MicroRNA-21 mediates bone marrow mesenchymal stem cells protection of radiation-induced lung injury during the acute phase by regulating polarization of alveolar macrophages.

BACKGROUND: Radiation-induced lung injury (RILI) often occurs in patients with non-small cell lung cancer (NSCLC) after radiotherapy, and the prognosis of patients with RILI is usually poor. This work plan to investigate the expression patterns of microRNA-21(miR-21) in NSCLC patients with RILI and the protective effects of miR-21 over-expressed bone marrow mesenchymal stem cells (BMSCs) against RILI in rat model. METHODS: MiR-21 expressions were determined in both serum samples and bronchoalveolar lavage fluid (BALF) samples from NSCLC patients after radiation therapy. The correlation between miR-21 expression and the follow-up clinical characterizations were determined. Further, miR-21 over-expressed BMSCs were transplanted into RILI rats and the protective effects were evaluated. BMSCs and alveolar macrophages (AMs) were co-cultured in vitro and the macrophage M1 polarization markers were determined by ELISA and qRT-PCR assays.

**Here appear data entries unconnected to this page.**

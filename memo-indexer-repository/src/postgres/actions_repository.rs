use std::collections::HashMap;

use async_trait::async_trait;
use bitcoin::hashes::Hash as _;
use memo_indexer_shared::types::{
    Action, ActionKind, Block, Changeset, DanglingParent, Identity, StoredAction, TxHash,
};
use sqlx::types::Json;
use tracing::debug;

use crate::postgres::rows::{ACTION_COLUMNS, ActionRow, BlockRow, tx_hash_bytes, tx_hash_from_bytes};
use crate::{ActionsRepository, ActionsRepositoryError, SEARCH_PAGE_SIZE};

const UPSERT_ACTION: &str = r#"
    WITH upserted AS (
        INSERT INTO memo_actions
            (tx_hash, parent_hash, kind, pk_hash, raw_script, payload, search_text, target, block_height)
        VALUES ($1, $2, $3, $4, $5, $6, $7, $8, $9)
        ON CONFLICT (tx_hash) DO UPDATE SET
            block_height = COALESCE(EXCLUDED.block_height, memo_actions.block_height),
            updated_at = now()
        RETURNING id, tx_hash, parent_hash, kind, pk_hash, raw_script, payload, block_height,
            created_at, updated_at
    )
    SELECT a.id, a.tx_hash, a.parent_hash, a.kind, a.pk_hash, a.raw_script, a.payload,
        a.block_height, b.timestamp AS block_timestamp, a.created_at, a.updated_at
    FROM upserted a
    LEFT JOIN blocks b ON b.height = a.block_height
"#;

/// PostgreSQL implementation of the actions repository.
///
/// Actions live in the shared `memo_actions` table keyed by kind discriminator.
/// The unique constraint on `tx_hash` is what makes concurrent re-scans safe: a
/// second insert of the same transaction degrades to an update of its block
/// association.
pub struct PostgresActionsRepository {
    pool: sqlx::PgPool,
}

impl PostgresActionsRepository {
    /// Creates a new PostgreSQL repository instance.
    ///
    /// # Arguments
    ///
    /// * `pool` - Configured PostgreSQL connection pool with the schema migrated
    pub async fn new(pool: sqlx::PgPool) -> Result<Self, ActionsRepositoryError> {
        Ok(Self { pool })
    }

    async fn upsert_block_tx(
        &self,
        block: &Block,
        tx: &mut sqlx::Transaction<'_, sqlx::Postgres>,
    ) -> Result<(), ActionsRepositoryError> {
        sqlx::query(
            r#"
            INSERT INTO blocks (height, hash, timestamp)
            VALUES ($1, $2, $3)
            ON CONFLICT (height) DO UPDATE SET
                hash = EXCLUDED.hash,
                timestamp = EXCLUDED.timestamp
            "#,
        )
        .bind(block.height as i64)
        .bind(block.hash.as_byte_array().to_vec())
        .bind(block.timestamp)
        .execute(&mut **tx)
        .await?;
        Ok(())
    }

    /// Upserts one action within an active transaction.
    async fn upsert_action_tx(
        &self,
        action: &Action,
        tx: &mut sqlx::Transaction<'_, sqlx::Postgres>,
    ) -> Result<StoredAction, ActionsRepositoryError> {
        let row: ActionRow = sqlx::query_as(UPSERT_ACTION)
            .bind(tx_hash_bytes(&action.tx_hash))
            .bind(action.parent_hash.as_ref().map(tx_hash_bytes))
            .bind(action.kind().as_i16())
            .bind(action.identity.as_bytes().to_vec())
            .bind(action.raw_script.clone())
            .bind(Json(&action.payload))
            .bind(action.payload.search_text().map(|text| text.into_owned()))
            .bind(action.payload.target_bytes())
            .bind(action.block.map(|block| block.height as i64))
            .fetch_one(&mut **tx)
            .await?;
        row.try_into()
    }
}

fn select_actions(filter: &str) -> String {
    format!(
        "SELECT {ACTION_COLUMNS} FROM memo_actions a \
         LEFT JOIN blocks b ON b.height = a.block_height {filter}"
    )
}

fn into_stored(rows: Vec<ActionRow>) -> Result<Vec<StoredAction>, ActionsRepositoryError> {
    rows.into_iter().map(StoredAction::try_from).collect()
}

/// Escapes `LIKE` wildcards so the pattern matches as a plain substring.
fn like_pattern(pattern: &str) -> String {
    let mut escaped = String::with_capacity(pattern.len() + 2);
    escaped.push('%');
    for c in pattern.chars() {
        if matches!(c, '%' | '_' | '\\') {
            escaped.push('\\');
        }
        escaped.push(c);
    }
    escaped.push('%');
    escaped
}

#[async_trait]
impl ActionsRepository for PostgresActionsRepository {
    async fn upsert_action(&self, action: &Action) -> Result<StoredAction, ActionsRepositoryError> {
        let mut tx = self.pool.begin().await?;
        let stored = self.upsert_action_tx(action, &mut tx).await?;
        tx.commit().await?;
        Ok(stored)
    }

    async fn persist_changeset(
        &self,
        changeset: &Changeset<'_>,
    ) -> Result<(), ActionsRepositoryError> {
        let mut tx = self.pool.begin().await?;
        if let Some(block) = changeset.block {
            self.upsert_block_tx(block, &mut tx).await?;
        }
        for action in changeset.actions {
            self.upsert_action_tx(action, &mut tx).await?;
        }
        tx.commit().await?;
        debug!(
            block_number = changeset.block.map(|block| block.height),
            action_count = changeset.actions.len(),
            "Persisted changeset"
        );
        Ok(())
    }

    async fn get_block(&self, height: u64) -> Result<Option<Block>, ActionsRepositoryError> {
        let row: Option<BlockRow> =
            sqlx::query_as("SELECT height, hash, timestamp FROM blocks WHERE height = $1")
                .bind(height as i64)
                .fetch_optional(&self.pool)
                .await?;
        row.map(Block::try_from).transpose()
    }

    async fn latest_block(&self) -> Result<Option<Block>, ActionsRepositoryError> {
        let row: Option<BlockRow> = sqlx::query_as(
            "SELECT height, hash, timestamp FROM blocks ORDER BY height DESC LIMIT 1",
        )
        .fetch_optional(&self.pool)
        .await?;
        row.map(Block::try_from).transpose()
    }

    async fn detach_blocks_above(&self, height: u64) -> Result<u64, ActionsRepositoryError> {
        let mut tx = self.pool.begin().await?;
        let detached = sqlx::query(
            "UPDATE memo_actions SET block_height = NULL, updated_at = now() WHERE block_height > $1",
        )
        .bind(height as i64)
        .execute(&mut *tx)
        .await?
        .rows_affected();
        sqlx::query("DELETE FROM blocks WHERE height > $1")
            .bind(height as i64)
            .execute(&mut *tx)
            .await?;
        tx.commit().await?;
        Ok(detached)
    }

    async fn get_by_tx_hash(
        &self,
        tx_hash: &TxHash,
    ) -> Result<Option<StoredAction>, ActionsRepositoryError> {
        let sql = select_actions("WHERE a.tx_hash = $1");
        let row: Option<ActionRow> = sqlx::query_as(&sql)
            .bind(tx_hash_bytes(tx_hash))
            .fetch_optional(&self.pool)
            .await?;
        row.map(StoredAction::try_from).transpose()
    }

    async fn get_actions_for_identity(
        &self,
        identity: &Identity,
        kind: ActionKind,
    ) -> Result<Vec<StoredAction>, ActionsRepositoryError> {
        let sql = select_actions("WHERE a.pk_hash = $1 AND a.kind = $2 ORDER BY a.id");
        let rows: Vec<ActionRow> = sqlx::query_as(&sql)
            .bind(identity.as_bytes().to_vec())
            .bind(kind.as_i16())
            .fetch_all(&self.pool)
            .await?;
        into_stored(rows)
    }

    async fn get_current_for_identities(
        &self,
        identities: &[Identity],
        kind: ActionKind,
    ) -> Result<HashMap<Identity, StoredAction>, ActionsRepositoryError> {
        if identities.is_empty() {
            return Ok(HashMap::new());
        }
        let sql = select_actions(
            "WHERE a.id IN ( \
                SELECT MAX(id) FROM memo_actions \
                WHERE kind = $1 AND pk_hash = ANY($2) \
                GROUP BY pk_hash)",
        );
        let pk_hashes: Vec<Vec<u8>> = identities
            .iter()
            .map(|identity| identity.as_bytes().to_vec())
            .collect();
        let rows: Vec<ActionRow> = sqlx::query_as(&sql)
            .bind(kind.as_i16())
            .bind(pk_hashes)
            .fetch_all(&self.pool)
            .await?;
        Ok(into_stored(rows)?
            .into_iter()
            .map(|stored| (stored.action.identity, stored))
            .collect())
    }

    async fn search(
        &self,
        kind: ActionKind,
        pattern: &str,
        offset: i64,
        limit: i64,
    ) -> Result<Vec<StoredAction>, ActionsRepositoryError> {
        let sql = select_actions(
            "WHERE a.kind = $1 AND a.search_text LIKE $2 ESCAPE '\\' \
             AND (NOT $5::BOOLEAN OR a.id IN ( \
                SELECT MAX(id) FROM memo_actions WHERE kind = $1 GROUP BY pk_hash)) \
             ORDER BY a.id OFFSET $3 LIMIT $4",
        );
        let rows: Vec<ActionRow> = sqlx::query_as(&sql)
            .bind(kind.as_i16())
            .bind(like_pattern(pattern))
            .bind(offset.max(0))
            .bind(limit.clamp(0, SEARCH_PAGE_SIZE))
            .bind(kind == ActionKind::SetName)
            .fetch_all(&self.pool)
            .await?;
        into_stored(rows)
    }

    async fn get_reactions_to(
        &self,
        targets: &[TxHash],
    ) -> Result<Vec<StoredAction>, ActionsRepositoryError> {
        if targets.is_empty() {
            return Ok(Vec::new());
        }
        let sql = select_actions(
            "WHERE (a.kind = $1 AND a.parent_hash = ANY($3)) \
                OR (a.kind = $2 AND a.target = ANY($3)) \
             ORDER BY a.id",
        );
        let hashes: Vec<Vec<u8>> = targets.iter().map(tx_hash_bytes).collect();
        let rows: Vec<ActionRow> = sqlx::query_as(&sql)
            .bind(ActionKind::Reply.as_i16())
            .bind(ActionKind::Like.as_i16())
            .bind(hashes)
            .fetch_all(&self.pool)
            .await?;
        into_stored(rows)
    }

    async fn count(&self, kind: Option<ActionKind>) -> Result<i64, ActionsRepositoryError> {
        let count: i64 = sqlx::query_scalar(
            "SELECT COUNT(*) FROM memo_actions WHERE $1::SMALLINT IS NULL OR kind = $1",
        )
        .bind(kind.map(|kind| kind.as_i16()))
        .fetch_one(&self.pool)
        .await?;
        Ok(count)
    }

    async fn actions_after(
        &self,
        after_id: i64,
        limit: i64,
    ) -> Result<Vec<StoredAction>, ActionsRepositoryError> {
        let sql = select_actions("WHERE a.id > $1 ORDER BY a.id LIMIT $2");
        let rows: Vec<ActionRow> = sqlx::query_as(&sql)
            .bind(after_id)
            .bind(limit)
            .fetch_all(&self.pool)
            .await?;
        into_stored(rows)
    }

    async fn dangling_parents_after(
        &self,
        after_id: i64,
        limit: i64,
    ) -> Result<Vec<DanglingParent>, ActionsRepositoryError> {
        let rows: Vec<(i64, Vec<u8>, i16, Vec<u8>)> = sqlx::query_as(
            r#"
            SELECT a.id, a.pk_hash, a.kind, a.parent_hash
            FROM memo_actions a
            WHERE a.id > $1
              AND a.parent_hash IS NOT NULL
              AND NOT EXISTS (SELECT 1 FROM memo_actions p WHERE p.tx_hash = a.parent_hash)
            ORDER BY a.id
            LIMIT $2
            "#,
        )
        .bind(after_id)
        .bind(limit)
        .fetch_all(&self.pool)
        .await?;
        rows.into_iter()
            .map(|(action_id, pk_hash, kind, parent_hash)| {
                Ok(DanglingParent {
                    action_id,
                    identity: Identity::from_slice(&pk_hash)?,
                    kind: ActionKind::from_i16(kind).ok_or(ActionsRepositoryError::InvalidKind(kind))?,
                    parent_hash: tx_hash_from_bytes(&parent_hash)?,
                })
            })
            .collect()
    }

    async fn get_followers(
        &self,
        identity: &Identity,
    ) -> Result<Vec<Identity>, ActionsRepositoryError> {
        let rows: Vec<Vec<u8>> = sqlx::query_scalar(
            r#"
            SELECT pk_hash FROM (
                SELECT DISTINCT ON (pk_hash) pk_hash, kind
                FROM memo_actions
                WHERE target = $1 AND kind IN ($2, $3)
                ORDER BY pk_hash, id DESC
            ) latest
            WHERE kind = $2
            ORDER BY pk_hash
            "#,
        )
        .bind(identity.as_bytes().to_vec())
        .bind(ActionKind::Follow.as_i16())
        .bind(ActionKind::Unfollow.as_i16())
        .fetch_all(&self.pool)
        .await?;
        rows.iter()
            .map(|pk_hash| Identity::from_slice(pk_hash).map_err(Into::into))
            .collect()
    }

    async fn check_tables_created(&self) -> Result<bool, ActionsRepositoryError> {
        let exists: bool = sqlx::query_scalar(
            "SELECT EXISTS (SELECT 1 FROM information_schema.tables WHERE table_name = 'memo_actions')",
        )
        .fetch_one(&self.pool)
        .await?;
        Ok(exists)
    }
}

RESULTS: Expression of miR-21 was significantly increased in NSCLC patients with RILI compared with control group, especially before or at 4 weeks after radiation therapy commenced. The miR-21 levels were highly correlated with IL-12, TNF-α, and IL-6 expressions and the severity of RILI. Animal based experiments demonstrated that BMSCs treatment had a remarkable effect on alleviating alveolitis in RILI rats, and miR-21 over-expression could enhance this effect significantly. Cell based experiments demonstrated that BMSCs notably inhibited M1 polarization of AMs and this inhibition is in a miR-21 dependent manner. CONCLUSIONS: These results indicated that BMSCs could blocked the proinflammatory pathway of macrophage through miR-21 over-expression, thus could be a potential therapeutic strategy for RILI.